Homeland Recap: Season 3, Episode 11, “Big Man in Tehran”

For three seasons, Homeland has been having it both ways with the exceedingly charismatic Damian Lewis.

Homeland Recap: Season 3, Episode 11, Big Man in Tehran
Photo: Showtime

For three seasons, Homeland has been having it both ways with the exceedingly charismatic Damian Lewis, who plays the tortured Nicholas Brody. A good guy one episode and a bad guy the next, he began as a presumed-dead American soldier turned into an Islamic terrorist before being “saved” by the C.I.A.; he was then disavowed again and propped up on heroin in a basement in Caracas before most recently being re-recruited by Saul (Mandy Patinkin) in the hopes that he could get close enough to assassinate the Director of Iranian Intelligence, General Akbari (Houshang Touzie), thereby promoting Saul’s true asset within Tehran, Majid Javadi (Shaun Toub).

At first, the season’s penultimate episode, “Big Man in Tehran,” appears to be business as usual: When Carrie’s (Claire Danes) plan to have Brody stab Akbari with a cyanide syringe as two Israeli agents provide an explosive distraction fails, Brody flips once more, with both Akbari and Abu Nazir’s widow (Naz Daravian) promising this former “sword of Allah” the chance to be a hero, the beloved man of the people that he always wanted to be. Embraced by the citizens in a publicity stunt, he destroys the needle and welcomes the chance to denounce the United States, heralded as “the U.S. Marine who bombed Langley, the American hero who said ‘no more.’”
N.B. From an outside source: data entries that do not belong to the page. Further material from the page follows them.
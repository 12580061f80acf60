//! Browser bindings for storage, navigation and history
//!
//! On the server these are inert: storage and navigation report
//! `Unavailable` and history updates do nothing.

use crate::core::{KeyValueStore, NavigationError, Navigator, StorageError};

/// `window.localStorage`
#[derive(Debug, Clone, Copy, Default)]
pub struct BrowserStorage;

/// `window.location`
#[derive(Debug, Clone, Copy, Default)]
pub struct BrowserNavigator;

#[cfg(feature = "hydrate")]
fn local_storage() -> Result<web_sys::Storage, StorageError> {
    let window = web_sys::window().ok_or(StorageError::Unavailable)?;
    window
        .local_storage()
        .map_err(|_| StorageError::Unavailable)?
        .ok_or(StorageError::Unavailable)
}

#[cfg(feature = "hydrate")]
impl KeyValueStore for BrowserStorage {
    fn read(&self, key: &str) -> Result<Option<String>, StorageError> {
        local_storage()?
            .get_item(key)
            .map_err(|e| StorageError::Read {
                key: key.to_string(),
                reason: format!("{:?}", e),
            })
    }

    fn write(&self, key: &str, value: &str) -> Result<(), StorageError> {
        local_storage()?
            .set_item(key, value)
            .map_err(|e| StorageError::Write {
                key: key.to_string(),
                reason: format!("{:?}", e),
            })
    }
}

#[cfg(feature = "hydrate")]
impl Navigator for BrowserNavigator {
    fn redirect(&self, route: &str) -> Result<(), NavigationError> {
        let window = web_sys::window().ok_or(NavigationError::Unavailable)?;
        window
            .location()
            .set_href(route)
            .map_err(|e| NavigationError::Redirect {
                route: route.to_string(),
                reason: format!("{:?}", e),
            })
    }
}

/// Replace the current history entry with `path`, without navigating
#[cfg(feature = "hydrate")]
pub fn replace_history_path(path: &str) {
    use wasm_bindgen::JsValue;

    let Some(window) = web_sys::window() else {
        return;
    };
    let replaced = window
        .history()
        .and_then(|history| history.replace_state_with_url(&JsValue::NULL, "", Some(path)));
    if let Err(e) = replaced {
        leptos::logging::warn!("history.replaceState failed: {:?}", e);
    }
}

/// Server stubs
#[cfg(not(feature = "hydrate"))]
impl KeyValueStore for BrowserStorage {
    fn read(&self, _key: &str) -> Result<Option<String>, StorageError> {
        Err(StorageError::Unavailable)
    }

    fn write(&self, _key: &str, _value: &str) -> Result<(), StorageError> {
        Err(StorageError::Unavailable)
    }
}

#[cfg(not(feature = "hydrate"))]
impl Navigator for BrowserNavigator {
    fn redirect(&self, _route: &str) -> Result<(), NavigationError> {
        Err(NavigationError::Unavailable)
    }
}

#[cfg(not(feature = "hydrate"))]
pub fn replace_history_path(_path: &str) {}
But as the episode continues, it becomes clearer that if Brody is a sword, he’s the unreliable, perilous one that Damocles used according to Greek legend. Carrie’s convinced that Brody’s still working for the C.I.A., looking for an opportunity to strike, but then again, she also stares at her slowly swelling belly whenever she hears the man’s name. Back at the C.I.A., however, Senator Lockhart (Tracy Letts) and Dar Adal (F. Murray Abraham) want to cut their losses and force Saul to approve a hit on Brody, lest he reveal that Javadi’s been turned by the C.I.A.. (Saul can no longer justify or rationalize Carrie’s emotional responses; after all, he’s the man who set aside his own rage toward the Israeli spy who’d been fucking his wife, simply so that he could get assets in Tehran.) All these issues of faith and trust come to a head in a tensely directed scene in which a desperate Carrie manages to sneak Brody a phone and attempts to steer the man away from the two Israeli assassins sneaking up behind him at the other end of a crowded mosque. As with last week’s “Good Night,” the episode is a thrilling combination of fast-paced action and slow-burning character development—intellectual, but not academically inert.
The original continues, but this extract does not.